The Institut d'Etudes Politiques de Rennes (/fr/, Rennes Institute of Political Studies) also known as Sciences Po Rennes (/fr/), is a French university established in 1991 in Rennes, the regional capital of Brittany. The institution is one of 10 political science institutes in France and is considered one of the grandes écoles.

== History ==
Sciences Po Rennes was created by government decree in 1991 at the same time as Sciences Po Lille.

== Academics ==
Sciences Po institutes are Grandes Écoles, a French institution of higher education that is separate from, but parallel and connected to the main framework of the French public university system. Similar to the Ivy League in the United States, Oxbridge in the UK, and C9 League in China, Grandes Écoles are elite academic institutions that admit students through an extremely competitive process.

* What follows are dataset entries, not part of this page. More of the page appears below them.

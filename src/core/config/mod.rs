pub mod config;

pub use config::{
    BombConfig, GameConfig, HudConfig, InputConfig, PlatformConfig, PlatformsConfig,
    PlayerConfig, ScreenPoint, SpawnRange, StarConfig, WindowConfig, WorldConfig,
};
use bevy::prelude::*;

use crate::rendering::palette;

/// Single 2D camera centred on the arena; sky colour shows through when textures are off.
pub struct CameraPlugin;

impl Plugin for CameraPlugin {
    fn build(&self, app: &mut App) {
        app.insert_resource(ClearColor(palette::SKY))
            .add_systems(Startup, spawn_camera);
    }
}

fn spawn_camera(mut commands: Commands) {
    commands.spawn(Camera2d);
}
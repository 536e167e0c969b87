//! Central system ordering labels to make the frame sequence explicit.
//! 1. Input (key state -> `MotionInput`)
//! 2. Contacts (collision events -> grounded flag, star/bomb routing)
//! 3. Session (controller update, reset trigger)
//! 4. Rapier step (handled by plugin, PostUpdate)
//! 5. Presentation (animation frames, HUD)
use bevy::prelude::*;

#[derive(SystemSet, Debug, Hash, PartialEq, Eq, Clone)]
pub struct InputSet;

#[derive(SystemSet, Debug, Hash, PartialEq, Eq, Clone)]
pub struct ContactSet;

#[derive(SystemSet, Debug, Hash, PartialEq, Eq, Clone)]
pub struct SessionSet;

#[derive(SystemSet, Debug, Hash, PartialEq, Eq, Clone)]
pub struct PresentationSet;
pub mod auto_close;
use bevy::prelude::*;

/// Sprite sheet cell of the player texture.
pub const PLAYER_FRAME_SIZE: UVec2 = UVec2::new(32, 48);
pub const PLAYER_FRAME_COUNT: u32 = 9;

/// Texture handles requested by the preload step.
#[derive(Resource, Debug, Clone)]
pub struct GameAssets {
    pub sky: Handle<Image>,
    pub ground: Handle<Image>,
    pub star: Handle<Image>,
    pub bomb: Handle<Image>,
    pub reset_button: Handle<Image>,
    pub player: Handle<Image>,
    pub player_layout: Handle<TextureAtlasLayout>,
}

impl GameAssets {
    pub fn load(asset_server: &AssetServer, layouts: &mut Assets<TextureAtlasLayout>) -> Self {
        let layout = TextureAtlasLayout::from_grid(PLAYER_FRAME_SIZE, PLAYER_FRAME_COUNT, 1, None, None);
        Self {
            sky: asset_server.load("textures/sky.png"),
            ground: asset_server.load("textures/platform.png"),
            star: asset_server.load("textures/star.png"),
            bomb: asset_server.load("textures/bomb.png"),
            reset_button: asset_server.load("textures/reset.png"),
            player: asset_server.load("textures/dude.png"),
            player_layout: layouts.add(layout),
        }
    }
}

The selection rates at these schools are frequently less than 10%. Alums go on to occupy elite positions within government, administration, and corporate firms in France.

Although these institutes are more expensive than public universities in France, Grandes Écoles typically have much smaller class sizes and student bodies, and many of their programs are taught in English. International internships, study abroad opportunities, and close ties with government and the corporate world are a hallmark of the Grandes Écoles. Many of the top ranked schools in Europe are members of the Conférence des Grandes Écoles (CGE), as are the Sciences Po institutes.

The institute is modeled on the former École Libre des Sciences Politiques, and as such, Sciences Po specializes in political science, but uses an interdisciplinary approach to education that provides student generalists with the high level of grounding in skills that they need in History, Law, Economic Sciences, Sociology, Political science and International relations. Students are taught at least two foreign languages and must spend one year abroad in order to achieve proficiency in their second language. The academic course lasts five years, and it is a three-year undergraduate programme and a two-year graduate programme and the primary diploma is a master's degree. The third year of the curriculum is a year of mobility abroad, and students can spend two semesters in a foreign university, one semester in a university and one semester internship or they also have the opportunity to spend two semesters as a trainee. Years 4 and 5 are for specialization. Degrees from Sciences Po are accredited by the Conférence des Grandes Écoles and awarded by the Ministry of National Education (France) (Le Ministère de L'éducation Nationale).

== Degree ==
Sciences Po Rennes currently offers a 5-year programme composed of a three-year-long undergraduate programme and a two-year graduate programme in compliance with the Bologna Process. The primary diploma is equivalent to a master's degree. Sciences Po Rennes has more than 100 exchange-agreements with universities throughout the world including partnerships with Queen Mary University of London, Free University of Berlin or Boston University. Student selection is based on a competitive written examination at the end of secondary school (acceptance/selection rate is currently around 8-10%).